**What the task asks**: Take the entries below and print, exactly, the stretch from the line containing "load configuration for" through the line containing "let form_url = ctx.config.form_url(&form.id);", both included.

***** Data extracts

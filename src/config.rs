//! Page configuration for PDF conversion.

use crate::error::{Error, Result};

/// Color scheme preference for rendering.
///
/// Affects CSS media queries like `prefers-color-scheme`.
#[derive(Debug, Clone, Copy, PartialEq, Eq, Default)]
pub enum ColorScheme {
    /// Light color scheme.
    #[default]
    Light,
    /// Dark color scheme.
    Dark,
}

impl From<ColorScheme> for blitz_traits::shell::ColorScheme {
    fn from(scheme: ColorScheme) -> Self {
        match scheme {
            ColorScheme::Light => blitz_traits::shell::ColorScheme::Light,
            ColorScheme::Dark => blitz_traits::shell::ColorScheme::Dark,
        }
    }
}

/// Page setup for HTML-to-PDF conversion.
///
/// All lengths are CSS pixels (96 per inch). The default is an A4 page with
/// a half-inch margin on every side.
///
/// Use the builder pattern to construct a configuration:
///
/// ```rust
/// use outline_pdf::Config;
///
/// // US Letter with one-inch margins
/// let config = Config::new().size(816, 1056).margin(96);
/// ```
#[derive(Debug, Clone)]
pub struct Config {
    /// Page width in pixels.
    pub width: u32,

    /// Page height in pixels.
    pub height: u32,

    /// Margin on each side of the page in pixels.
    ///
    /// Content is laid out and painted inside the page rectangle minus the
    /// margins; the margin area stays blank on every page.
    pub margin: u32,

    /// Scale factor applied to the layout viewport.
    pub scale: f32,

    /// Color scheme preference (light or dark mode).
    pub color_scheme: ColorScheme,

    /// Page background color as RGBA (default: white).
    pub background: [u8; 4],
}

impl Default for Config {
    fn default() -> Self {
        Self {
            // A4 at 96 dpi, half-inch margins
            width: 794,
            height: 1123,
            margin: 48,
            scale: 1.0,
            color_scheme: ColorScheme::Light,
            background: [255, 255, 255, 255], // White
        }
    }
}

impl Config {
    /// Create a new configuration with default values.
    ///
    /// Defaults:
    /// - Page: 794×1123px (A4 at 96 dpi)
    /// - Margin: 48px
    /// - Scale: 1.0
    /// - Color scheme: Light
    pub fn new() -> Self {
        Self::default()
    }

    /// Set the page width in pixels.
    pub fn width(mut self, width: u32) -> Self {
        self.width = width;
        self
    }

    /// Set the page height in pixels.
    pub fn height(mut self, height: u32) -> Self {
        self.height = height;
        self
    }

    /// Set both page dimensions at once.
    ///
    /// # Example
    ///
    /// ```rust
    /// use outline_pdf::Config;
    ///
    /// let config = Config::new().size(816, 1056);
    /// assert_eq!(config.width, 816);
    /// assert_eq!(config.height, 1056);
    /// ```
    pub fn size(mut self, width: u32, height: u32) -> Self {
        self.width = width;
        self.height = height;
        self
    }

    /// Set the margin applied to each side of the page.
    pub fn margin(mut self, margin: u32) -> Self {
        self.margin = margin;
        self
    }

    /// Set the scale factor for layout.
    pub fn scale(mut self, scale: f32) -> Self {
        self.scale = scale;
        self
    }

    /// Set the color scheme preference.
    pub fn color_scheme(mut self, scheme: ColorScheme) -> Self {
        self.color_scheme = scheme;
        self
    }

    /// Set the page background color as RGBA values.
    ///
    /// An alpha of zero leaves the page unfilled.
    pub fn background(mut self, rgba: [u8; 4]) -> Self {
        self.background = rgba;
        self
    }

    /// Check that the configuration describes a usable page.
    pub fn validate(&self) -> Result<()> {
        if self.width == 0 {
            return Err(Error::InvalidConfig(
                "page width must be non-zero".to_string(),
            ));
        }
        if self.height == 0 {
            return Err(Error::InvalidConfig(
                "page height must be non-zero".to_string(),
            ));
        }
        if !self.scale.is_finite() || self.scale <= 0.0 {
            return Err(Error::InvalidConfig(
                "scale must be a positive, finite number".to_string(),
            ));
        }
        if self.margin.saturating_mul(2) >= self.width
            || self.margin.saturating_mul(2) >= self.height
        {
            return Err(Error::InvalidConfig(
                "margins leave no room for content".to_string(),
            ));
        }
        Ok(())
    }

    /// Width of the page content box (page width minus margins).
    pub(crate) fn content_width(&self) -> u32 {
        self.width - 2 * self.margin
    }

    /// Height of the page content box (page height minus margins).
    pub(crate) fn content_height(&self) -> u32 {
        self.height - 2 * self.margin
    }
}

**********
***** Data extracts

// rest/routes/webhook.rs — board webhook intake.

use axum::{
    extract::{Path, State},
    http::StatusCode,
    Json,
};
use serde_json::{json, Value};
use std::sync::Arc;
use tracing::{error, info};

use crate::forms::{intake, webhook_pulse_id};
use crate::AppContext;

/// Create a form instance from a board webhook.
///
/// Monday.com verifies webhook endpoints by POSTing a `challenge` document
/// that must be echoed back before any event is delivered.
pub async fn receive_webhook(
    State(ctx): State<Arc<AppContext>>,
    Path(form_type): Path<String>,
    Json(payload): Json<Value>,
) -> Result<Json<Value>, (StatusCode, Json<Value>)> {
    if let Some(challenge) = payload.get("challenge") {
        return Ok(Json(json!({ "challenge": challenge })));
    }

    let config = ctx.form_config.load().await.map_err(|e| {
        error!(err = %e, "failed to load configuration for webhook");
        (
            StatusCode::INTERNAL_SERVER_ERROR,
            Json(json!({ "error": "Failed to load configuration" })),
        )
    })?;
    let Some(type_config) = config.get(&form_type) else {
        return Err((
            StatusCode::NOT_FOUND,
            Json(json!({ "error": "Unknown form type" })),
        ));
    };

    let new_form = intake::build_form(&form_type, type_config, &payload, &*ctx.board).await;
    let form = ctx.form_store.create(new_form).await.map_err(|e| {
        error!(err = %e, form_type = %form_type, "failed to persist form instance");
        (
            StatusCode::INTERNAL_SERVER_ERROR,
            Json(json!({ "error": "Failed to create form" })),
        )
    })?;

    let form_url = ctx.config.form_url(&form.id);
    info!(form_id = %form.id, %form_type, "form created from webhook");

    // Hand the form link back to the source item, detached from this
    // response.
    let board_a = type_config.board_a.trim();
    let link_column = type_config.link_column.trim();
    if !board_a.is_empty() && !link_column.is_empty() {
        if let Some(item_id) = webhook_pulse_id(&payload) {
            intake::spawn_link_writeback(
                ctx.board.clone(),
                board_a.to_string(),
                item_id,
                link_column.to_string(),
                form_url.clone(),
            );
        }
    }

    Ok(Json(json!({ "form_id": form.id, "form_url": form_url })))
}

**********

**Answer space**:
        error!(err = %e, "failed to load configuration for webhook");
        (
            StatusCode::INTERNAL_SERVER_ERROR,
            Json(json!({ "error": "Failed to load configuration" })),
        )
    })?;
    let Some(type_config) = config.get(&form_type) else {
        return Err((
            StatusCode::NOT_FOUND,
            Json(json!({ "error": "Unknown form type" })),
        ));
    };

    let new_form = intake::build_form(&form_type, type_config, &payload, &*ctx.board).await;
    let form = ctx.form_store.create(new_form).await.map_err(|e| {
        error!(err = %e, form_type = %form_type, "failed to persist form instance");
        (
            StatusCode::INTERNAL_SERVER_ERROR,
            Json(json!({ "error": "Failed to create form" })),
        )
    })?;

    let form_url = ctx.config.form_url(&form.id);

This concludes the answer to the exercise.